InvestiGator - Autonomous AI Intelligence Platform
🎯 Inspiration
The inspiration for InvestiGator came from observing how investigators, journalists, and researchers spend countless hours manually connecting dots across disparate data sources. Traditional investigation tools are static - they show you what you ask for, but they don't think alongside you.

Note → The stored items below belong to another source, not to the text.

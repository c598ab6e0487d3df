/**
 * Client Error Types
 *
 * Errors produced by the session client.
 *
 * # Error Types
 *
 * - `ApiError` - the error half of every API result: a non-2xx response (status
 *   and decoded body, untouched) or a transport failure. Returned by the gateway
 *   and passed through the authenticator unmodified.
 * - `StorageError` - failures of the durable session storage.
 * - `ClientError` - what the higher-level auth calls return; wraps the above
 *   plus payload and configuration errors.
 */

use crate::shared::{ConfigError, SharedError};
use reqwest::StatusCode;
use thiserror::Error;

/// A failed API call
#[derive(Debug, Error, Clone)]
pub enum ApiError {
    /// The server answered with a non-success status
    #[error("request failed with status {status}")]
    Status {
        status: StatusCode,
        /// Response body as JSON (a JSON string when the body was not JSON, `null` when empty)
        body: serde_json::Value,
    },

    /// The request never produced a response
    #[error("network error: {message}")]
    Network { message: String },
}

impl ApiError {
    pub fn status(status: StatusCode, body: serde_json::Value) -> Self {
        Self::Status { status, body }
    }

    pub fn network(message: impl Into<String>) -> Self {
        Self::Network {
            message: message.into(),
        }
    }

    /// HTTP status, when there was a response
    pub fn status_code(&self) -> Option<StatusCode> {
        match self {
            Self::Status { status, .. } => Some(*status),
            Self::Network { .. } => None,
        }
    }

    pub fn is_unauthorized(&self) -> bool {
        self.status_code() == Some(StatusCode::UNAUTHORIZED)
    }

    pub fn is_server_error(&self) -> bool {
        self.status_code().is_some_and(|status| status.is_server_error())
    }

    /// Message suitable for a transient notification
    ///
    /// Prefers a `message` field of the response body over the generic display text.
    pub fn user_message(&self) -> String {
        match self {
            Self::Status { body, .. } => body
                .get("message")
                .and_then(|m| m.as_str())
                .map(str::to_string)
                .unwrap_or_else(|| self.to_string()),
            Self::Network { .. } => self.to_string(),
        }
    }
}

/// Durable session storage failure
#[derive(Debug, Error)]
pub enum StorageError {
    #[error("session database error: {0}")]
    Database(#[from] sqlx::Error),

    #[error("session storage I/O error: {0}")]
    Io(#[from] std::io::Error),
}

/// Errors returned by the auth API
#[derive(Debug, Error)]
pub enum ClientError {
    #[error(transparent)]
    Api(#[from] ApiError),

    #[error(transparent)]
    Shared(#[from] SharedError),

    #[error(transparent)]
    Storage(#[from] StorageError),

    #[error(transparent)]
    Config(#[from] ConfigError),
}

impl ClientError {
    /// The underlying API error, if this came from the network layer
    pub fn as_api(&self) -> Option<&ApiError> {
        match self {
            Self::Api(err) => Some(err),
            _ => None,
        }
    }

    /// Message suitable for a transient notification
    pub fn user_message(&self) -> String {
        match self {
            Self::Api(err) => err.user_message(),
            other => other.to_string(),
        }
    }
}

impl From<serde_json::Error> for ClientError {
    fn from(err: serde_json::Error) -> Self {
        Self::Shared(err.into())
    }
}

/// Result type for API calls
pub type ApiResult<T> = Result<T, ApiError>;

We envisioned an AI agent that could autonomously explore information networks, discover hidden relationships, and surface insights you didn't even know to look for.
What if AI could be your tireless research partner, working 24/7 to map complex networks of entities and relationships?
That question drove us to build InvestiGator - a platform where Gemini AI doesn't just answer questions, it conducts entire investigations autonomously.
🏗️ What We Built
InvestiGator is a fully autonomous AI investigation platform powered by Google's Gemini API. Unlike traditional search or analysis tools, InvestiGator independently researches topics, discovers entities, maps relationships, and generates comprehensive intelligence reports - all without human intervention after the initial query.
Core Features:
1. Autonomous Investigation Engine
- User submits a research query (e.g., "Analyze recent cybersecurity breaches")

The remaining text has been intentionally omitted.